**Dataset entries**
..............................
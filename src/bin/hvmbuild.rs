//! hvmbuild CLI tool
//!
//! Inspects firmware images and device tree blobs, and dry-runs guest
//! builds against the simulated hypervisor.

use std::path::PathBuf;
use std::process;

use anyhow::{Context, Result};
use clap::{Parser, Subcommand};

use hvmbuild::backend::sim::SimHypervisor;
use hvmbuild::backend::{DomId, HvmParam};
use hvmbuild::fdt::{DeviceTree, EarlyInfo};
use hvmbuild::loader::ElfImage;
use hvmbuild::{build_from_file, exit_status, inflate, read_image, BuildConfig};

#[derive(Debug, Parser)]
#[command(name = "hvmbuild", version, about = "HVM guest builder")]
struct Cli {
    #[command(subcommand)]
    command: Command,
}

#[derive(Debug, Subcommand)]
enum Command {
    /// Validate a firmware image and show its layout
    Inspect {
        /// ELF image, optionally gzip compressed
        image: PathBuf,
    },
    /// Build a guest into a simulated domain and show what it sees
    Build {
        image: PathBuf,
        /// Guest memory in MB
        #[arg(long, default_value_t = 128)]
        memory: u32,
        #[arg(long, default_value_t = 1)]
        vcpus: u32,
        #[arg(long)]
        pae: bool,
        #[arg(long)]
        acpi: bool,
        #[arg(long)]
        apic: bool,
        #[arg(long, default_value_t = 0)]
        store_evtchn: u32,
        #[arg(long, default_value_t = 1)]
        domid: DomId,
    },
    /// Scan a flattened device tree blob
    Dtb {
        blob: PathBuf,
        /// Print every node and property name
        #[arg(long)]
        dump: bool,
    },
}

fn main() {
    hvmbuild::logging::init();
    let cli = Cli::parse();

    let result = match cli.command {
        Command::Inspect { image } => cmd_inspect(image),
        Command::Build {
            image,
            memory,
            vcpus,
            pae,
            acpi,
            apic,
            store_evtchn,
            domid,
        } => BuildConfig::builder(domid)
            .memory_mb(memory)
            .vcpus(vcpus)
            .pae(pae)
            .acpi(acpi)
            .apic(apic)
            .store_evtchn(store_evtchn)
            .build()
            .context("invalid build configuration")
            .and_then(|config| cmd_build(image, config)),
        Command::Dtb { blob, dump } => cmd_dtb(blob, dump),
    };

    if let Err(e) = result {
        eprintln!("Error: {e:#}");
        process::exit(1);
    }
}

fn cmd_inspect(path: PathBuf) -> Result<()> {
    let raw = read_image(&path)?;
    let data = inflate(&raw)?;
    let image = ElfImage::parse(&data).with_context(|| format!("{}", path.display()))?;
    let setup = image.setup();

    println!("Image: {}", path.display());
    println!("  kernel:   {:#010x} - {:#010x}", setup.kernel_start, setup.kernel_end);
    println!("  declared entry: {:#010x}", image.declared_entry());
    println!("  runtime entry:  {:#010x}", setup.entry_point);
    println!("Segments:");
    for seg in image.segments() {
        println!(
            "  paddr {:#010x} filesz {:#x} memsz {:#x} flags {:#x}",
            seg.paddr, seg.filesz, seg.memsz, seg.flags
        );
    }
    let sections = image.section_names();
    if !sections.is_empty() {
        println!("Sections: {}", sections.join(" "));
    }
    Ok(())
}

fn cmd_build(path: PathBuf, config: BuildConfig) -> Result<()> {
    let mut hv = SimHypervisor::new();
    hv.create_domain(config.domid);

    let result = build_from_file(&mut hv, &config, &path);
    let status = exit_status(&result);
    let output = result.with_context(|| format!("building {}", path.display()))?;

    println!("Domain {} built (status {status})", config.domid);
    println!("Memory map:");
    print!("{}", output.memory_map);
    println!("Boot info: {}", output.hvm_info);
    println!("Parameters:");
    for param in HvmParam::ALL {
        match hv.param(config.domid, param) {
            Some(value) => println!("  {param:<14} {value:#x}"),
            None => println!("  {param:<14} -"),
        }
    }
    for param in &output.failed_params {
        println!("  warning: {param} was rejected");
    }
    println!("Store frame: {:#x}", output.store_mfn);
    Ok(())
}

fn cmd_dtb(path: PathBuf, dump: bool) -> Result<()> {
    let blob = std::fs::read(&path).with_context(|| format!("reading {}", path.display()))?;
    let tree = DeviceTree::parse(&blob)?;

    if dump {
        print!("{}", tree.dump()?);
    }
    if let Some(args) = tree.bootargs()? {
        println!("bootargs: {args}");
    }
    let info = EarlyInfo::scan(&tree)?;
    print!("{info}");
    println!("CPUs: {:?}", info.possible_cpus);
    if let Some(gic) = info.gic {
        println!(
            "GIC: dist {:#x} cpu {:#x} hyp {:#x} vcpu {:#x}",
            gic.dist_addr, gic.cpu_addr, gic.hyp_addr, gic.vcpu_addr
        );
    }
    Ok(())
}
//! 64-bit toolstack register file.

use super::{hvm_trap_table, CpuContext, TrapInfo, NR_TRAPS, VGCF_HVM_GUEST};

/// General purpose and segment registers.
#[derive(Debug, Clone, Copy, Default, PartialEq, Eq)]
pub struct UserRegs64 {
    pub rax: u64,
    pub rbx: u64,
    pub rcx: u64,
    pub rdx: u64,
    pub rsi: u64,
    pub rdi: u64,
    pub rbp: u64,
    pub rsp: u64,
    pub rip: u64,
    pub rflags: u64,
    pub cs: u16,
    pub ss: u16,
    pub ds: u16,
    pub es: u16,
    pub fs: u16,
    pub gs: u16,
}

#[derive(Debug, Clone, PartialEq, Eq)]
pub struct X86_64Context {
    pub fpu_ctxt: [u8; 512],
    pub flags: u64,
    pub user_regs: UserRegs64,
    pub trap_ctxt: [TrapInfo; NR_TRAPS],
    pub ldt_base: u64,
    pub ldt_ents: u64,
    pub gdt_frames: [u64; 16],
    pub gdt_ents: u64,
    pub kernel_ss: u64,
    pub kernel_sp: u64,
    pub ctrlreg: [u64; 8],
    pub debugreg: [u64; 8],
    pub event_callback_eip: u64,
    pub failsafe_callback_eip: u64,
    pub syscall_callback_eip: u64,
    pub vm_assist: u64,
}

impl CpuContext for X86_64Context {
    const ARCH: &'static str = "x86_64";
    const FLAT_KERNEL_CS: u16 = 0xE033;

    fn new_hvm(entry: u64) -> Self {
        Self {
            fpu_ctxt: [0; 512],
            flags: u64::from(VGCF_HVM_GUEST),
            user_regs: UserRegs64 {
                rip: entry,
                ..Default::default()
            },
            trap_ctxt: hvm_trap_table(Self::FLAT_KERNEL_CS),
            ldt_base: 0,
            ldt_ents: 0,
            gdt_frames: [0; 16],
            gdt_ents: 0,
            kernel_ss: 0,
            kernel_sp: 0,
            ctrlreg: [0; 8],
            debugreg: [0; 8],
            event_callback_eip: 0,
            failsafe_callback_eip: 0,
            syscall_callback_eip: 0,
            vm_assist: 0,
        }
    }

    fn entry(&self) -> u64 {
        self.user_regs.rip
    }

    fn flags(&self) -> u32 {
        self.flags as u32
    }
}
..............................
**What is expected**
Return, word for word, every line from the line with "const FLAT_KERNEL_CS: u16 = 0xE033;" to the final line of the data.

**Response area**
    const FLAT_KERNEL_CS: u16 = 0xE033;

    fn new_hvm(entry: u64) -> Self {
        Self {
            fpu_ctxt: [0; 512],
            flags: u64::from(VGCF_HVM_GUEST),
            user_regs: UserRegs64 {
                rip: entry,
                ..Default::default()
            },
            trap_ctxt: hvm_trap_table(Self::FLAT_KERNEL_CS),
            ldt_base: 0,
            ldt_ents: 0,
            gdt_frames: [0; 16],
            gdt_ents: 0,
            kernel_ss: 0,
            kernel_sp: 0,
            ctrlreg: [0; 8],
            debugreg: [0; 8],
            event_callback_eip: 0,
            failsafe_callback_eip: 0,
            syscall_callback_eip: 0,
            vm_assist: 0,
        }
    }

    fn entry(&self) -> u64 {
        self.user_regs.rip
    }

    fn flags(&self) -> u32 {
        self.flags as u32
    }
}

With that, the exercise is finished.